Exercise directions: Show the lines below that contain the string "AppResult".

[Stored data entries]
- - - - - - -
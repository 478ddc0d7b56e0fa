//! Save groups: channels persisted together as one CSV row.
//!
//! Each call to [`SaveGroup::save_data`] writes the same row to up to three
//! destinations with independent failure domains:
//!
//! 1. the primary log `{log_dir}/{name} {date}.csv`, falling back to
//!    `{error_dir}/Error - {name} {date}.csv` when the primary cannot be written;
//! 2. the backup log `{backup_dir}/{name} {date}.csv`, whose failures are logged
//!    and never escalated.
//!
//! The goal is to keep every row that can still be written somewhere, not
//! all-or-nothing delivery.

use crate::data::storage::append_row;
use crate::error::{AppResult, DaqError};
use crate::instrument::Channel;
use chrono::format::{Item, StrftimeItems};
use chrono::{NaiveDate, NaiveDateTime};
use std::collections::HashSet;
use std::fmt::Write as _;
use std::path::{Path, PathBuf};
use tracing::{debug, error, warn};

/// Decimal places written for every channel value.
pub const VALUE_PRECISION: usize = 6;

/// Where the primary copy of a row ended up.
#[derive(Clone, Debug, PartialEq, Eq)]
pub enum PrimaryOutcome {
    /// Written to the primary log.
    Logged(PathBuf),
    /// Primary failed; written to the error log instead.
    ErrorLogged(PathBuf),
    /// Neither primary nor error log could be written.
    Dropped,
}

/// Result of one [`SaveGroup::save_data`] call.
#[derive(Clone, Debug, PartialEq, Eq)]
pub struct SaveReport {
    /// Fate of the primary copy.
    pub primary: PrimaryOutcome,
    /// Whether the backup copy was written.
    pub backup_written: bool,
}

/// Returns true if `format` is a usable chrono strftime string.
pub fn is_valid_format(format: &str) -> bool {
    !format.is_empty() && !StrftimeItems::new(format).any(|item| matches!(item, Item::Error))
}

fn format_timestamp(timestamp: &NaiveDateTime, format: &str) -> AppResult<String> {
    let mut out = String::new();
    write!(out, "{}", timestamp.format(format))
        .map_err(|_| DaqError::Configuration(format!("Invalid timestamp format '{}'", format)))?;
    Ok(out)
}

/// A named bundle of channels written as one CSV row per cycle.
#[derive(Debug)]
pub struct SaveGroup {
    name: String,
    channels: Vec<Channel>,
    log_dir: PathBuf,
    backup_dir: PathBuf,
    error_dir: PathBuf,
    date_format: String,
    time_format: String,
}

/// Builder for [`SaveGroup`].
#[derive(Debug)]
pub struct SaveGroupBuilder {
    name: String,
    channels: Vec<Channel>,
    log_dir: PathBuf,
    backup_dir: PathBuf,
    error_dir: PathBuf,
    date_format: String,
    time_format: String,
}

impl SaveGroupBuilder {
    /// Member channels, in column order.
    pub fn channels(mut self, channels: Vec<Channel>) -> Self {
        self.channels = channels;
        self
    }

    /// Adds one channel after the existing ones.
    pub fn channel(mut self, channel: Channel) -> Self {
        self.channels.push(channel);
        self
    }

    /// Directory of the primary log.
    pub fn log_dir(mut self, dir: impl Into<PathBuf>) -> Self {
        self.log_dir = dir.into();
        self
    }

    /// Directory of the backup log.
    pub fn backup_dir(mut self, dir: impl Into<PathBuf>) -> Self {
        self.backup_dir = dir.into();
        self
    }

    /// Directory of the error log.
    pub fn error_dir(mut self, dir: impl Into<PathBuf>) -> Self {
        self.error_dir = dir.into();
        self
    }

    /// chrono format of the `date` column and file names.
    pub fn date_format(mut self, format: impl Into<String>) -> Self {
        self.date_format = format.into();
        self
    }

    /// chrono format of the `time` column.
    pub fn time_format(mut self, format: impl Into<String>) -> Self {
        self.time_format = format.into();
        self
    }

    /// Validates and builds the group.
    pub fn build(self) -> AppResult<SaveGroup> {
        if self.name.trim().is_empty() {
            return Err(DaqError::Configuration(
                "Save group name must not be empty".to_string(),
            ));
        }
        if self.channels.is_empty() {
            return Err(DaqError::Configuration(format!(
                "Save group '{}' has no channels",
                self.name
            )));
        }
        let mut seen = HashSet::new();
        for channel in &self.channels {
            if matches!(channel.name(), "date" | "time") || !seen.insert(channel.name()) {
                return Err(DaqError::Configuration(format!(
                    "Channel name '{}' is not unique in save group '{}'",
                    channel.name(),
                    self.name
                )));
            }
        }
        for format in [&self.date_format, &self.time_format] {
            if !is_valid_format(format) {
                return Err(DaqError::Configuration(format!(
                    "Invalid timestamp format '{}' for save group '{}'",
                    format, self.name
                )));
            }
        }

        Ok(SaveGroup {
            name: self.name,
            channels: self.channels,
            log_dir: self.log_dir,
            backup_dir: self.backup_dir,
            error_dir: self.error_dir,
            date_format: self.date_format,
            time_format: self.time_format,
        })
    }
}

impl SaveGroup {
    /// Starts a builder with the default `%Y-%m-%d` / `%H:%M:%S` formats.
    pub fn builder(name: impl Into<String>) -> SaveGroupBuilder {
        SaveGroupBuilder {
            name: name.into(),
            channels: Vec::new(),
            log_dir: PathBuf::new(),
            backup_dir: PathBuf::new(),
            error_dir: PathBuf::new(),
            date_format: "%Y-%m-%d".to_string(),
            time_format: "%H:%M:%S".to_string(),
        }
    }

    /// Group name; prefix of every file this group writes.
    pub fn name(&self) -> &str {
        &self.name
    }

    /// Member channels in column order.
    pub fn channels(&self) -> &[Channel] {
        &self.channels
    }

    /// Mutable access for the controller's configure and update passes.
    pub fn channels_mut(&mut self) -> &mut [Channel] {
        &mut self.channels
    }

    /// Primary log directory.
    pub fn log_dir(&self) -> &Path {
        &self.log_dir
    }

    /// Backup log directory.
    pub fn backup_dir(&self) -> &Path {
        &self.backup_dir
    }

    /// Error log directory.
    pub fn error_dir(&self) -> &Path {
        &self.error_dir
    }

    /// chrono format of the `date` column.
    pub fn date_format(&self) -> &str {
        &self.date_format
    }

    /// chrono format of the `time` column.
    pub fn time_format(&self) -> &str {
        &self.time_format
    }

    /// `date`, `time`, then channel names.
    pub fn field_names(&self) -> Vec<String> {
        let mut fields = vec!["date".to_string(), "time".to_string()];
        fields.extend(self.channels.iter().map(|c| c.name().to_string()));
        fields
    }

    /// `{name} {date}.csv` for a formatted date.
    pub fn file_name(&self, date: &str) -> String {
        format!("{} {}.csv", self.name, date)
    }

    /// Primary log file for `date`.
    pub fn log_path(&self, date: NaiveDate) -> AppResult<PathBuf> {
        let date = format_timestamp(&date.and_time(chrono::NaiveTime::MIN), &self.date_format)?;
        Ok(self.log_dir.join(self.file_name(&date)))
    }

    /// Persists the channels' current values stamped with `timestamp`.
    ///
    /// I/O failures never escape: the primary falls back to the error log and
    /// the backup is best-effort. A [`DaqError::HeaderMismatch`] on the primary
    /// log is returned after the backup attempt, since writing that row would
    /// corrupt the file's meaning.
    pub fn save_data(&self, timestamp: NaiveDateTime) -> AppResult<SaveReport> {
        let date = format_timestamp(&timestamp, &self.date_format)?;
        let time = format_timestamp(&timestamp, &self.time_format)?;

        let fields = self.field_names();
        let mut values = vec![date.clone(), time];
        values.extend(
            self.channels
                .iter()
                .map(|c| format!("{:.*}", VALUE_PRECISION, c.current_value())),
        );

        let file_name = self.file_name(&date);
        let log_path = self.log_dir.join(&file_name);

        let mut mismatch = None;
        let primary = match append_row(&log_path, &fields, &values) {
            Ok(_) => {
                debug!("[{}] wrote {:?} to {}", self.name, values, log_path.display());
                PrimaryOutcome::Logged(log_path)
            }
            Err(e @ DaqError::HeaderMismatch { .. }) => {
                error!("[{}] {}", self.name, e);
                mismatch = Some(e);
                PrimaryOutcome::Dropped
            }
            Err(e) => {
                warn!(
                    "[{}] Failed to write data to log file {}: {}",
                    self.name,
                    log_path.display(),
                    e
                );
                let error_path = self.error_dir.join(format!("Error - {}", file_name));
                match append_row(&error_path, &fields, &values) {
                    Ok(_) => PrimaryOutcome::ErrorLogged(error_path),
                    Err(e) => {
                        error!(
                            "[{}] Failed to write data to error log {}: {}",
                            self.name,
                            error_path.display(),
                            e
                        );
                        PrimaryOutcome::Dropped
                    }
                }
            }
        };

        let backup_path = self.backup_dir.join(&file_name);
        let backup_written = match append_row(&backup_path, &fields, &values) {
            Ok(_) => true,
            Err(e) => {
                error!(
                    "[{}] Failed to write to backup log {}: {}",
                    self.name,
                    backup_path.display(),
                    e
                );
                false
            }
        };

        match mismatch {
            Some(e) => Err(e),
            None => Ok(SaveReport {
                primary,
                backup_written,
            }),
        }
    }
}

#[cfg(test)]
mod tests {
    use super::*;
    use crate::instrument::Conversion;
    use std::fs;
    use tempfile::{tempdir, TempDir};

    fn stamp() -> NaiveDateTime {
        NaiveDate::from_ymd_opt(2024, 1, 15)
            .unwrap()
            .and_hms_opt(14, 30, 5)
            .unwrap()
    }

    fn group(root: &TempDir, names: &[&str]) -> SaveGroup {
        let mut builder = SaveGroup::builder("G")
            .log_dir(root.path().join("log"))
            .backup_dir(root.path().join("backup"))
            .error_dir(root.path().join("error"));
        for (i, name) in names.iter().enumerate() {
            builder = builder.channel(Channel::new(*name, 101 + i as u32));
        }
        builder.build().unwrap()
    }

    #[test]
    fn test_builder_rejects_duplicate_names() {
        let result = SaveGroup::builder("G")
            .channel(Channel::new("A", 101))
            .channel(Channel::new("A", 102))
            .build();
        assert!(matches!(result, Err(DaqError::Configuration(_))));
    }

    #[test]
    fn test_builder_rejects_bad_format() {
        let result = SaveGroup::builder("G")
            .channel(Channel::new("A", 101))
            .date_format("%Y-%")
            .build();
        assert!(result.is_err());
    }

    #[test]
    fn test_save_writes_primary_and_backup() {
        let root = tempdir().unwrap();
        let mut g = group(&root, &["A", "B"]);
        g.channels_mut()[0].set_current_value(23.451);
        g.channels_mut()[1].set_current_value(-0.0023);

        let report = g.save_data(stamp()).unwrap();
        let expected = root.path().join("log").join("G 2024-01-15.csv");
        assert_eq!(report.primary, PrimaryOutcome::Logged(expected.clone()));
        assert!(report.backup_written);

        let contents = fs::read_to_string(expected).unwrap();
        assert_eq!(contents, "date,time,A,B\n2024-01-15,14:30:05,23.451000,-0.002300\n");
        let backup = fs::read_to_string(root.path().join("backup").join("G 2024-01-15.csv")).unwrap();
        assert_eq!(backup, contents);
    }

    #[test]
    fn test_primary_failure_falls_back_to_error_log() {
        let root = tempdir().unwrap();
        // A regular file where the log drive should be: unwritable for everyone
        let blocker = root.path().join("offline-drive");
        fs::write(&blocker, "").unwrap();
        let g = SaveGroup::builder("G")
            .channel(Channel::new("A", 101).with_conversion(Conversion::Identity))
            .log_dir(blocker.join("G"))
            .backup_dir(root.path().join("backup"))
            .error_dir(root.path().join("error"))
            .build()
            .unwrap();

        let report = g.save_data(stamp()).unwrap();
        let error_path = root.path().join("error").join("Error - G 2024-01-15.csv");
        assert_eq!(report.primary, PrimaryOutcome::ErrorLogged(error_path.clone()));
        assert!(report.backup_written);
        assert!(fs::read_to_string(error_path).unwrap().contains("14:30:05,0.000000"));
    }

    #[test]
    fn test_all_destinations_down_is_not_an_error() {
        let root = tempdir().unwrap();
        let blocker = root.path().join("blocker");
        fs::write(&blocker, "").unwrap();
        let g = SaveGroup::builder("G")
            .channel(Channel::new("A", 101))
            .log_dir(blocker.join("log"))
            .backup_dir(blocker.join("backup"))
            .error_dir(blocker.join("error"))
            .build()
            .unwrap();

        let report = g.save_data(stamp()).unwrap();
        assert_eq!(report.primary, PrimaryOutcome::Dropped);
        assert!(!report.backup_written);
    }

    #[test]
    fn test_header_mismatch_is_raised() {
        let root = tempdir().unwrap();
        let log_dir = root.path().join("log");
        fs::create_dir(&log_dir).unwrap();
        let path = log_dir.join("G 2024-01-15.csv");
        fs::write(&path, "date,time,A,B\n").unwrap();

        let g = group(&root, &["A", "C"]);
        let result = g.save_data(stamp());
        assert!(matches!(result, Err(DaqError::HeaderMismatch { .. })));
        assert_eq!(fs::read_to_string(&path).unwrap(), "date,time,A,B\n");
        // The mismatch is not an I/O failure, so nothing goes to the error log
        assert!(!root.path().join("error").exists());
    }

    #[test]
    fn test_log_path() {
        let root = tempdir().unwrap();
        let g = group(&root, &["A"]);
        let date = NaiveDate::from_ymd_opt(2024, 3, 9).unwrap();
        assert_eq!(
            g.log_path(date).unwrap(),
            root.path().join("log").join("G 2024-03-09.csv")
        );
    }
}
- - - - - - -
Response below:
use crate::error::{AppResult, DaqError};
fn format_timestamp(timestamp: &NaiveDateTime, format: &str) -> AppResult<String> {
    pub fn build(self) -> AppResult<SaveGroup> {
    pub fn log_path(&self, date: NaiveDate) -> AppResult<PathBuf> {
    pub fn save_data(&self, timestamp: NaiveDateTime) -> AppResult<SaveReport> {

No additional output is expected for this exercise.